*WHAT TO PRODUCE:* Lines, not repeats, are what count: give the number of lines below that hold "acme", and nothing more.

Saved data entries
//! Single-table storage records.
//!
//! Every entity is stored under a partition key `"<tenant>:<kind>"` and a sort
//! key equal to its id. The tenant and id are carried by the key only; the
//! attribute map holds everything else.

use serde::{Serialize, de::DeserializeOwned};
use serde_json::{Map, Value};

use warden_core::{Entity, TYPE_SEPARATOR, TenantId};

use crate::directory::DirectoryError;

const TENANT_ATTRIBUTE: &str = "tenantId";
const ID_ATTRIBUTE: &str = "id";

/// Kind of entity stored in the directory table.
#[derive(Debug, Clone, Copy, PartialEq, Eq, Hash)]
pub enum EntityKind {
    User,
    Group,
    Client,
}

impl EntityKind {
    pub fn as_str(&self) -> &'static str {
        match self {
            EntityKind::User => "user",
            EntityKind::Group => "group",
            EntityKind::Client => "client",
        }
    }
}

impl core::fmt::Display for EntityKind {
    fn fmt(&self, f: &mut core::fmt::Formatter<'_>) -> core::fmt::Result {
        f.write_str(self.as_str())
    }
}

#[derive(Debug, Clone, PartialEq, Eq, Hash, PartialOrd, Ord)]
pub struct RecordKey {
    pub partition: String,
    pub sort: String,
}

impl RecordKey {
    pub fn new(tenant_id: &TenantId, kind: EntityKind, id: &str) -> Self {
        Self {
            partition: Self::partition_for(tenant_id, kind),
            sort: id.to_string(),
        }
    }

    pub fn partition_for(tenant_id: &TenantId, kind: EntityKind) -> String {
        format!("{tenant_id}{TYPE_SEPARATOR}{kind}")
    }

    /// Tenant part of the partition key (the type suffix snipped off).
    pub fn tenant(&self) -> &str {
        self.partition
            .split(TYPE_SEPARATOR)
            .next()
            .unwrap_or(&self.partition)
    }
}

impl core::fmt::Display for RecordKey {
    fn fmt(&self, f: &mut core::fmt::Formatter<'_>) -> core::fmt::Result {
        write!(f, "{}/{}", self.partition, self.sort)
    }
}

#[derive(Debug, Clone, PartialEq)]
pub struct StorageRecord {
    pub key: RecordKey,
    pub attributes: Map<String, Value>,
}

impl StorageRecord {
    pub fn attribute(&self, name: &str) -> Option<&Value> {
        self.attributes.get(name)
    }
}

/// Storage capability shared by users, groups and clients.
pub trait Record: Entity + Serialize + DeserializeOwned {
    const KIND: EntityKind;

    fn record_key(&self) -> RecordKey {
        RecordKey::new(self.tenant_id(), Self::KIND, self.id().as_ref())
    }

    fn to_storage_record(&self) -> Result<StorageRecord, DirectoryError> {
        let key = self.record_key();
        let mut attributes = match serde_json::to_value(self) {
            Ok(Value::Object(map)) => map,
            Ok(other) => {
                return Err(DirectoryError::Corrupt(format!(
                    "{key}: expected an object, got {other}"
                )));
            }
            Err(e) => return Err(DirectoryError::Corrupt(format!("{key}: {e}"))),
        };
        attributes.remove(TENANT_ATTRIBUTE);
        attributes.remove(ID_ATTRIBUTE);
        Ok(StorageRecord { key, attributes })
    }

    fn from_storage_record(record: StorageRecord) -> Result<Self, DirectoryError> {
        let StorageRecord { key, mut attributes } = record;
        attributes.insert(TENANT_ATTRIBUTE.to_string(), Value::String(key.tenant().to_string()));
        attributes.insert(ID_ATTRIBUTE.to_string(), Value::String(key.sort.clone()));
        serde_json::from_value(Value::Object(attributes))
            .map_err(|e| DirectoryError::Corrupt(format!("{key}: {e}")))
    }
}

#[cfg(test)]
mod tests {
    use super::*;

    #[test]
    fn partition_key_carries_type_suffix() {
        let tenant = TenantId::new("acme").unwrap();
        let key = RecordKey::new(&tenant, EntityKind::Group, "g1");
        assert_eq!(key.partition, "acme:group");
        assert_eq!(key.sort, "g1");
        assert_eq!(key.tenant(), "acme");
        assert_eq!(key.to_string(), "acme:group/g1");
    }
}
use tracing::info;

use warden_core::{DomainError, TenantId, UserId};

use crate::directory::Repository;
use crate::error::AuthResult;
use crate::record::EntityKind;
use crate::{Client, User};

use super::not_found;

#[derive(Debug, Clone)]
pub struct ClientService {
    repository: Repository,
}

impl ClientService {
    pub fn new(repository: Repository) -> Self {
        Self { repository }
    }

    /// Register a tenant with its initial admins.
    pub async fn register(&self, tenant_id: &TenantId, admins: Vec<UserId>) -> AuthResult<Client> {
        let client = Client::new(tenant_id.clone(), admins)?;
        self.repository.insert(&client).await?;
        info!(tenant_id = %tenant_id, admins = client.admin_users().len(), "tenant registered");
        Ok(client)
    }

    pub async fn get(&self, tenant_id: &TenantId) -> AuthResult<Client> {
        self.repository
            .get::<Client>(tenant_id, tenant_id)
            .await?
            .ok_or_else(|| not_found(tenant_id, EntityKind::Client, tenant_id.as_str()))
    }

    /// Append an existing user of the tenant to its admin list.
    ///
    /// Adding a user who already is an admin changes nothing.
    pub async fn add_admin(&self, tenant_id: &TenantId, user_id: UserId) -> AuthResult<Client> {
        if self.repository.get::<User>(tenant_id, &user_id).await?.is_none() {
            return Err(DomainError::validation(format!("unknown user {user_id}")).into());
        }

        let mut client = self.get(tenant_id).await?;
        if client.add_admin(user_id.clone()) {
            self.repository.replace(&client).await?;
            info!(tenant_id = %tenant_id, user_id = %user_id, "tenant admin added");
        }
        Ok(client)
    }
}
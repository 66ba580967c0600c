mod common;

use std::collections::BTreeSet;

use warden_auth::{AuthError, DirectoryError, ErrorKind, NewUser, UserUpdate};
use warden_core::{DomainError, Entity, GroupId, UserId};

use common::{PASSWORD, TestEnv, perms, tenant};

#[tokio::test]
async fn created_user_has_hashed_password_and_mfa_off() {
    let env = TestEnv::new();
    let t1 = tenant("t1");
    let alice = env.user(&t1, "alice", false, &[]).await;

    assert_ne!(alice.password_hash, PASSWORD);
    assert!(!alice.is_mfa_enabled());

    let stored = env.warden.users.get(&t1, alice.id()).await.unwrap();
    assert_eq!(stored, alice);
}

#[tokio::test]
async fn duplicate_username_is_rejected() {
    let env = TestEnv::new();
    let t1 = tenant("t1");
    env.user(&t1, "alice", false, &[]).await;

    let err = env
        .warden
        .users
        .create(
            &t1,
            NewUser {
                id: None,
                username: "alice".to_string(),
                password: "other".to_string(),
                is_admin: false,
                groups: BTreeSet::new(),
            },
        )
        .await
        .unwrap_err();
    assert!(matches!(err, AuthError::Directory(DirectoryError::AlreadyExists(_))));
    assert_eq!(err.kind(), ErrorKind::BadRequest);
}

#[tokio::test]
async fn unknown_group_reference_is_a_validation_error() {
    let env = TestEnv::new();
    let err = env
        .warden
        .users
        .create(
            &tenant("t1"),
            NewUser {
                id: None,
                username: "alice".to_string(),
                password: PASSWORD.to_string(),
                is_admin: false,
                groups: BTreeSet::from([GroupId::new("nope").unwrap()]),
            },
        )
        .await
        .unwrap_err();
    assert!(matches!(err, AuthError::Domain(DomainError::Validation(_))));
    assert!(env.directory.is_empty());
}

#[tokio::test]
async fn update_preserves_signing_secret_and_mfa() {
    let env = TestEnv::new();
    let t1 = tenant("t1");
    let g1 = env.group(&t1, "g1", &["docs/read"]).await;
    let alice = env.user(&t1, "alice", false, &[]).await;
    let tokens = &env.warden.tokens;

    let token = env.login(&t1, "alice").await;
    let updated = env
        .warden
        .users
        .update(
            &t1,
            alice.id(),
            UserUpdate {
                username: "alice.liddell".to_string(),
                password: None,
                is_admin: true,
                groups: BTreeSet::from([g1]),
            },
        )
        .await
        .unwrap();

    assert_eq!(updated.signing_secret(), alice.signing_secret());
    assert_eq!(updated.password_hash, alice.password_hash);
    assert!(tokens.check_permissions(&token, &perms(&["docs/read"])).await.unwrap());
    assert!(env.warden.gate.tenant_admin(&t1, &token).await.is_ok());

    tokens
        .generate_token(&t1, "alice.liddell", PASSWORD, None)
        .await
        .unwrap();
}

#[tokio::test]
async fn password_change_takes_effect_without_revoking() {
    let env = TestEnv::new();
    let t1 = tenant("t1");
    let alice = env.user(&t1, "alice", false, &[]).await;
    let token = env.login(&t1, "alice").await;

    env.warden
        .users
        .update(
            &t1,
            alice.id(),
            UserUpdate {
                username: "alice".to_string(),
                password: Some("new password".to_string()),
                is_admin: false,
                groups: BTreeSet::new(),
            },
        )
        .await
        .unwrap();

    let tokens = &env.warden.tokens;
    assert!(tokens.authenticate(&token).await.is_ok());
    assert!(matches!(
        tokens.generate_token(&t1, "alice", PASSWORD, None).await.unwrap_err(),
        AuthError::InvalidCredentials
    ));
    tokens
        .generate_token(&t1, "alice", "new password", None)
        .await
        .unwrap();
}

#[tokio::test]
async fn update_cannot_steal_a_username() {
    let env = TestEnv::new();
    let t1 = tenant("t1");
    let alice = env.user(&t1, "alice", false, &[]).await;
    env.user(&t1, "bob", false, &[]).await;

    let err = env
        .warden
        .users
        .update(
            &t1,
            alice.id(),
            UserUpdate {
                username: "bob".to_string(),
                password: None,
                is_admin: false,
                groups: BTreeSet::new(),
            },
        )
        .await
        .unwrap_err();
    assert!(matches!(err, AuthError::Directory(DirectoryError::AlreadyExists(_))));
}

#[tokio::test]
async fn resolve_fails_loudly_for_dangling_group() {
    let env = TestEnv::new();
    let t1 = tenant("t1");
    let g1 = env.group(&t1, "g1", &["docs/read"]).await;
    let alice = env.user(&t1, "alice", false, &[&g1]).await;

    let resolved = env.warden.users.resolve(alice.clone()).await.unwrap();
    assert_eq!(resolved.groups().len(), 1);
    assert!(resolved.policy().matches(&perms(&["docs/read"])));

    env.warden.groups.delete(&t1, &g1).await.unwrap();
    let err = env.warden.users.resolve(alice).await.unwrap_err();
    assert!(matches!(err, AuthError::InternalInconsistency(_)));
}

#[tokio::test]
async fn listing_is_tenant_scoped() {
    let env = TestEnv::new();
    let t1 = tenant("t1");
    let t2 = tenant("t2");
    env.user(&t1, "alice", false, &[]).await;
    env.user(&t1, "bob", false, &[]).await;
    env.user(&t2, "carol", false, &[]).await;
    env.group(&t2, "g1", &[]).await;

    assert_eq!(env.warden.users.list(&t1).await.unwrap().len(), 2);
    assert_eq!(env.warden.users.list(&t2).await.unwrap().len(), 1);
    assert!(env.warden.groups.list(&t1).await.unwrap().is_empty());
}

#[tokio::test]
async fn group_crud() {
    let env = TestEnv::new();
    let t1 = tenant("t1");
    let groups = &env.warden.groups;
    let g1 = env.group(&t1, "g1", &["docs/read", "-docs/secret"]).await;

    let stored = groups.get(&t1, &g1).await.unwrap();
    assert_eq!(stored.permissions, perms(&["docs/read", "-docs/secret"]));

    groups.delete(&t1, &g1).await.unwrap();
    let err = groups.get(&t1, &g1).await.unwrap_err();
    assert_eq!(err.kind(), ErrorKind::BadRequest);
    assert!(groups.delete(&t1, &g1).await.is_err());
}

#[tokio::test]
async fn client_admins_are_append_only() {
    let env = TestEnv::new();
    let t1 = tenant("t1");
    let clients = &env.warden.clients;
    let root = env.user(&t1, "root", true, &[]).await;
    let alice = env.user(&t1, "alice", false, &[]).await;

    let err = clients.register(&t1, vec![]).await.unwrap_err();
    assert!(matches!(err, AuthError::Domain(DomainError::InvariantViolation(_))));

    clients.register(&t1, vec![root.id().clone()]).await.unwrap();
    assert!(clients.register(&t1, vec![root.id().clone()]).await.is_err());

    let client = clients.add_admin(&t1, alice.id().clone()).await.unwrap();
    assert_eq!(client.admin_users(), &[root.id().clone(), alice.id().clone()]);

    let again = clients.add_admin(&t1, alice.id().clone()).await.unwrap();
    assert_eq!(again.admin_users().len(), 2);

    let err = clients
        .add_admin(&t1, UserId::new("ghost").unwrap())
        .await
        .unwrap_err();
    assert_eq!(err.kind(), ErrorKind::BadRequest);

    assert_eq!(clients.get(&t1).await.unwrap(), again);
}
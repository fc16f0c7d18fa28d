//! Client configuration.

use std::time::Duration;

use ticketpool_shared::{DEFAULT_API_BASE_URL, DEFAULT_WS_ENDPOINT};

#[derive(Debug, Clone, PartialEq, Eq)]
pub struct ClientConfig {
    /// SockJS endpoint of the STOMP broker.
    pub ws_endpoint: String,
    /// Base URL for REST calls.
    pub api_base_url: String,
    /// Fixed delay between reconnect attempts.
    pub reconnect_delay_ms: u64,
    /// Heart-beat we offer to send, in milliseconds (0 = never).
    pub heartbeat_outgoing_ms: u32,
    /// Heart-beat we ask the broker to send, in milliseconds (0 = never).
    pub heartbeat_incoming_ms: u32,
    /// Upper bound on a single connection attempt.
    pub connect_timeout_ms: u64,
}

impl Default for ClientConfig {
    fn default() -> Self {
        Self {
            ws_endpoint: DEFAULT_WS_ENDPOINT.to_string(),
            api_base_url: DEFAULT_API_BASE_URL.to_string(),
            reconnect_delay_ms: 5000,
            heartbeat_outgoing_ms: 10000,
            heartbeat_incoming_ms: 10000,
            connect_timeout_ms: 10000,
        }
    }
}

impl ClientConfig {
    /// Defaults, with the endpoint URLs optionally overridden.
    ///
    /// Environment variables:
    /// - `TICKETPOOL_WS_URL`: broker endpoint (default: "http://localhost:8080/ws")
    /// - `TICKETPOOL_API_URL`: REST base URL (default: "http://localhost:8080/api")
    pub fn from_env() -> Self {
        let mut config = Self::default();
        if let Ok(url) = std::env::var("TICKETPOOL_WS_URL") {
            config.ws_endpoint = url;
        }
        if let Ok(url) = std::env::var("TICKETPOOL_API_URL") {
            config.api_base_url = url;
        }
        config
    }

    pub fn connect_timeout(&self) -> Duration {
        Duration::from_millis(self.connect_timeout_ms)
    }
}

*THE COMPLETED TASK:* 4